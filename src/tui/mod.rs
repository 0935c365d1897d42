//! Terminal User Interface (TUI) for the focus timer.
//!
//! Draws the countdown and maps key presses onto timer operations.
//! Built with ratatui and crossterm.

mod app;
mod event;
mod ui;

pub use app::{App, RunSummary};

use std::io::{self, Write};

use crossterm::{
    execute,
    terminal::{disable_raw_mode, enable_raw_mode, EnterAlternateScreen, LeaveAlternateScreen},
};
use ratatui::prelude::*;
use tracing::debug;

use crate::error::HabitflowError;
use crate::features::focus::FocusController;

/// Run the interactive timer until the user quits.
///
/// Any session still open on quit is stopped and saved first.
///
/// # Errors
///
/// Returns an error if the terminal cannot be set up or drawn.
pub fn run(controller: FocusController, bell: bool) -> Result<RunSummary, HabitflowError> {
    enable_raw_mode()
        .map_err(|e| HabitflowError::Terminal(format!("Failed to enable raw mode: {e}")))?;
    let mut stdout = io::stdout();
    execute!(stdout, EnterAlternateScreen)
        .map_err(|e| HabitflowError::Terminal(format!("Failed to setup terminal: {e}")))?;

    let backend = CrosstermBackend::new(stdout);
    let mut terminal = Terminal::new(backend)
        .map_err(|e| HabitflowError::Terminal(format!("Failed to create terminal: {e}")))?;

    let mut app = App::new(controller);
    let result = run_app(&mut terminal, &mut app, bell);

    // finalize the open session even when drawing failed
    if !app.should_quit {
        app.quit();
    }

    disable_raw_mode().ok();
    execute!(terminal.backend_mut(), LeaveAlternateScreen).ok();
    terminal.show_cursor().ok();

    result.map(|()| app.summary)
}

fn run_app<B: Backend>(
    terminal: &mut Terminal<B>,
    app: &mut App,
    bell: bool,
) -> Result<(), HabitflowError> {
    debug!("focus timer started");
    while !app.should_quit {
        terminal
            .draw(|frame| ui::render(frame, app))
            .map_err(|e| HabitflowError::Terminal(format!("Failed to draw: {e}")))?;

        event::handle_events(app)?;
        app.on_tick();

        if app.take_bell() && bell {
            ring_bell();
        }
    }
    debug!(sessions = app.summary.sessions.len(), "focus timer closed");
    Ok(())
}

fn ring_bell() {
    let mut out = io::stdout();
    out.write_all(b"\x07").and_then(|()| out.flush()).ok();
}
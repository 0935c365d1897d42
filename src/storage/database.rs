//! `SQLite` database connection and operations.
//!
//! The database is stored at `~/.habitflow/habitflow.db` and contains tables for:
//! - Focus session history
//! - Habits and habit entries

use std::path::Path;

use rusqlite::Connection;
use tracing::debug;

use crate::config::Paths;
use crate::error::HabitflowError;

use super::migrations;

/// Database connection wrapper.
pub struct Database {
    conn: Connection,
}

impl Database {
    /// Open the database at the default location.
    ///
    /// Creates the database file and runs migrations if necessary.
    ///
    /// # Errors
    ///
    /// Returns an error if the database cannot be opened or migrations fail.
    pub fn open() -> Result<Self, HabitflowError> {
        let paths = Paths::new()?;
        paths.ensure_dirs()?;
        Self::open_at(&paths.database)
    }

    /// Open the database at a specific path.
    ///
    /// Creates the database file and runs migrations if necessary.
    ///
    /// # Errors
    ///
    /// Returns an error if the database cannot be opened or migrations fail.
    pub fn open_at(path: &Path) -> Result<Self, HabitflowError> {
        debug!(path = %path.display(), "opening database");
        let conn = Connection::open(path).map_err(|e| {
            HabitflowError::Database(format!("Failed to open database {}: {e}", path.display()))
        })?;
        Self::init(conn)
    }

    /// Open an in-memory database (useful for testing).
    ///
    /// # Errors
    ///
    /// Returns an error if the database cannot be opened or migrations fail.
    pub fn open_in_memory() -> Result<Self, HabitflowError> {
        let conn = Connection::open_in_memory().map_err(|e| {
            HabitflowError::Database(format!("Failed to open in-memory database: {e}"))
        })?;
        Self::init(conn)
    }

    fn init(conn: Connection) -> Result<Self, HabitflowError> {
        // habit_entries cascades on habit deletion
        conn.execute_batch("PRAGMA foreign_keys = ON;")
            .map_err(|e| HabitflowError::Database(format!("Failed to enable foreign keys: {e}")))?;

        let db = Self { conn };
        migrations::run(&db.conn)?;
        Ok(db)
    }

    /// Get the current schema version.
    ///
    /// # Errors
    ///
    /// Returns an error if the version cannot be read.
    pub fn schema_version(&self) -> Result<i32, HabitflowError> {
        migrations::get_version(&self.conn)
    }

    /// Get a reference to the underlying connection.
    ///
    /// Feature storages build their queries on top of this.
    #[must_use]
    pub const fn connection(&self) -> &Connection {
        &self.conn
    }
}
//! Display helpers for countdowns and session lengths.

use chrono::Duration;

/// Format a duration as `MM:SS`. Minutes are not wrapped into hours.
#[must_use]
pub fn format_duration_mmss(d: Duration) -> String {
    let total = d.num_seconds().max(0);
    format!("{:02}:{:02}", total / 60, total % 60)
}

fn plural(n: i64, unit: &str) -> String {
    if n == 1 {
        format!("{n} {unit}")
    } else {
        format!("{n} {unit}s")
    }
}

/// Format a whole number of minutes as e.g. `1 hour, 30 minutes`.
#[must_use]
pub fn format_minutes(total_minutes: i64) -> String {
    let total_minutes = total_minutes.max(0);
    let hours = total_minutes / 60;
    let minutes = total_minutes % 60;

    match (hours, minutes) {
        (0, m) => plural(m, "minute"),
        (h, 0) => plural(h, "hour"),
        (h, m) => format!("{}, {}", plural(h, "hour"), plural(m, "minute")),
    }
}

/// Render a text progress bar, `progress` clamped to `0.0..=1.0`.
#[must_use]
#[allow(
    clippy::cast_possible_truncation,
    clippy::cast_sign_loss,
    clippy::cast_precision_loss
)]
pub fn render_progress_bar(progress: f64, width: usize) -> String {
    let filled = ((progress.clamp(0.0, 1.0) * width as f64) as usize).min(width);
    let empty = width - filled;

    format!("[{}{}]", "█".repeat(filled), "░".repeat(empty))
}

#[cfg(test)]
mod tests {
    use super::*;

    #[test]
    fn test_format_duration_mmss() {
        assert_eq!(format_duration_mmss(Duration::minutes(25)), "25:00");
        assert_eq!(format_duration_mmss(Duration::seconds(90)), "01:30");
        assert_eq!(format_duration_mmss(Duration::seconds(0)), "00:00");
        assert_eq!(format_duration_mmss(Duration::minutes(60)), "60:00");
    }

    #[test]
    fn test_format_minutes() {
        assert_eq!(format_minutes(0), "0 minutes");
        assert_eq!(format_minutes(1), "1 minute");
        assert_eq!(format_minutes(25), "25 minutes");
        assert_eq!(format_minutes(120), "2 hours");
        assert_eq!(format_minutes(90), "1 hour, 30 minutes");
        assert_eq!(format_minutes(61), "1 hour, 1 minute");
    }

    #[test]
    fn test_render_progress_bar() {
        let bar = render_progress_bar(0.5, 10);
        assert_eq!(bar, "[█████░░░░░]");
        assert_eq!(render_progress_bar(1.5, 4), "[████]");
        assert_eq!(render_progress_bar(-1.0, 2), "[░░]");
    }
}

= = = = = = =

**WHAT IS NEEDED**: With the string "filled" as the key, filter the data above and show the lines that match.

**TASK OUTPUT**:
    let filled = ((progress.clamp(0.0, 1.0) * width as f64) as usize).min(width);
    let empty = width - filled;
    format!("[{}{}]", "█".repeat(filled), "░".repeat(empty))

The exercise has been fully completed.